Professor Charlotte Stagg is a member of the Brainbox Initiative Scientific Committee and will be chairing the TUS session at the Brainbox Initiative Conference 2021.

Dr Ines Violante

Dr Ines Violante

University of Surrey

Dr Ines Violante is a neuroscientist at the school of psychology, University of Surrey, UK, where she leads the NeuroModulation Lab. Dr Violante is interested in developing and applying tools capable of influencing brain function non-invasively to understand and modulate brain networks to impact behaviour. The lab uses a multidisciplinary approach ranging from computational models, imaging (fMRI, EEG), sensory and electrical stimulation.

Ines is a member of the Brainbox Initiative's Scientific Committee and will be chairing the 2021 Neuroimaging session.

Submit a poster

Each year, the Brainbox Initiative Conference offers early-career researchers the opportunity not only to share their research posters at the conference, but also to supplement this display with a supporting three-minute, on-stage pitch to the full conference cohort. These pitches help researchers to ensure that they are reaching as wide an audience as possible at the event, as well as providing crucial first-hand experience of speaking on-stage at an internationally-attended event.

We encourage any researchers who would like to present their work at the Brainbox Initiative Conference 2021 to submit an abstract.

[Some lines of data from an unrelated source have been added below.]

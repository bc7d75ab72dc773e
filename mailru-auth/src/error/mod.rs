//! Error types and error handling
//!
//! Every failure in the login flow is surfaced as a [`MailruAuthError`]. The
//! error converts into an HTTP response so handlers can return it directly;
//! applications that want a friendlier page for provider-reported errors
//! should install an [`ErrorHandler`](crate::oauth2::ErrorHandler) instead.

use axum::{
    http::StatusCode,
    response::{IntoResponse, Response},
};
use thiserror::Error;

use crate::session::SessionError;

/// Login flow error type
#[derive(Debug, Error)]
pub enum MailruAuthError {
    /// Callback `state` does not match the value stored in the session
    #[error("The state is incorrect.")]
    StateMismatch,

    /// Provider reported an error on the callback (e.g. the user declined)
    #[error("{0}")]
    ProviderError(String),

    /// Callback arrived without an authorization code
    #[error("Code Not Found.")]
    MissingCode,

    /// Token endpoint rejected the authorization code
    #[error("Token exchange failed: {0}")]
    ExchangeFailure(String),

    /// Signed RPC call returned an API error
    #[error("API error: {0}")]
    ApiError(String),

    /// Transport-level failure talking to the provider
    #[error("HTTP error: {0}")]
    Http(#[from] reqwest::Error),

    /// Provider response was not the JSON we expected
    #[error("Invalid provider response: {0}")]
    InvalidResponse(String),

    /// Session store or serialization error
    #[error("Session error: {0}")]
    Session(#[from] SessionError),

    /// No session attached to the request
    #[error("Session not initialized; add a SessionLayer to the router")]
    SessionMissing,

    /// Configuration error
    #[error("Configuration error: {0}")]
    Config(String),
}

impl MailruAuthError {
    /// HTTP status code used when this error becomes a response
    #[must_use]
    pub const fn status_code(&self) -> StatusCode {
        match self {
            Self::StateMismatch | Self::MissingCode => StatusCode::BAD_REQUEST,
            Self::ExchangeFailure(_)
            | Self::ApiError(_)
            | Self::Http(_)
            | Self::InvalidResponse(_) => StatusCode::BAD_GATEWAY,
            Self::ProviderError(_)
            | Self::Session(_)
            | Self::SessionMissing
            | Self::Config(_) => StatusCode::INTERNAL_SERVER_ERROR,
        }
    }
}

impl IntoResponse for MailruAuthError {
    fn into_response(self) -> Response {
        let status = self.status_code();
        if status.is_server_error() {
            tracing::error!(error = %self, status = status.as_u16(), "Mail.Ru login failed");
        } else {
            tracing::warn!(error = %self, status = status.as_u16(), "Mail.Ru login rejected");
        }
        (status, self.to_string()).into_response()
    }
}

#[cfg(test)]
mod tests {
    use super::*;

    #[test]
    fn test_client_errors_are_bad_request() {
        assert_eq!(
            MailruAuthError::StateMismatch.status_code(),
            StatusCode::BAD_REQUEST
        );
        assert_eq!(
            MailruAuthError::MissingCode.status_code(),
            StatusCode::BAD_REQUEST
        );
    }

    #[test]
    fn test_provider_failures_are_bad_gateway() {
        assert_eq!(
            MailruAuthError::ApiError("quota exceeded".to_string()).status_code(),
            StatusCode::BAD_GATEWAY
        );
        assert_eq!(
            MailruAuthError::ExchangeFailure("invalid_grant".to_string()).status_code(),
            StatusCode::BAD_GATEWAY
        );
    }

    #[test]
    fn test_default_error_callback_is_server_error() {
        let err = MailruAuthError::ProviderError("User declined".to_string());
        assert_eq!(err.status_code(), StatusCode::INTERNAL_SERVER_ERROR);
        assert_eq!(err.to_string(), "User declined");
    }

    #[test]
    fn test_into_response_uses_status() {
        let response = MailruAuthError::StateMismatch.into_response();
        assert_eq!(response.status(), StatusCode::BAD_REQUEST);
    }
}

Call for entries is open now, and we will be accepting submissions until September 1, 2021.

Submit a poster

FAQs

What is the Brainbox Initiative Conference?

The Brainbox Initiative Conference is an annual meeting (taking place online for 2021) that puts the work being carried out by early and mid-career researchers at the forefront. The conference has a focus on TMS, tES, TUS/tFUS and neuroimaging techniques.

Can I speak at the Brainbox Initiative Conference?

Our call for speakers for the 2021 Brainbox Initiative Conference has now closed and we will shortly be contacting our successful applicants.

Can I present a poster at the Brainbox Initiative Conference?

Call for posters for the Brainbox Initiative Conference 2021 is currently open until September 1, 2021. Please use the form located further up this page to submit your abstract and our Scientific Committee will review your submission.

I would like to attend but I can’t make the timings: will the event be available online afterwards?

While we would like to make the conference available for as many people as possible, we only intend – at the moment – for the Brainbox Initiative Conference to be viewed live. Our YouTube channel, however, is regularly updated with recorded webinars.

How will I attend the conference?

The conference will be taking place online, and all attendees will be sent a direct link to enter the virtual room ahead of the event.

Will I be able to ask questions during the conference?

Yes, there will be the option to ask questions in a Q&A chat throughout the event. For questions about poster presentations, dedicated forum threads will be available for delegates to interact with all of our presenters.

Where can I view the programme for the conference?

We’re in the final stages of confirming speakers for the conference, at which point we’ll share the finished conference programme. With regards to timings, the conference will run between 13:00-17:00 BST from September 21-24.

How much is the registration fee?

We want to make sure that the Brainbox Initiative Conference is easily accessible for everyone. As the event is taking place virtually this year we are able to offer registrations at the substantially reduced cost of £30.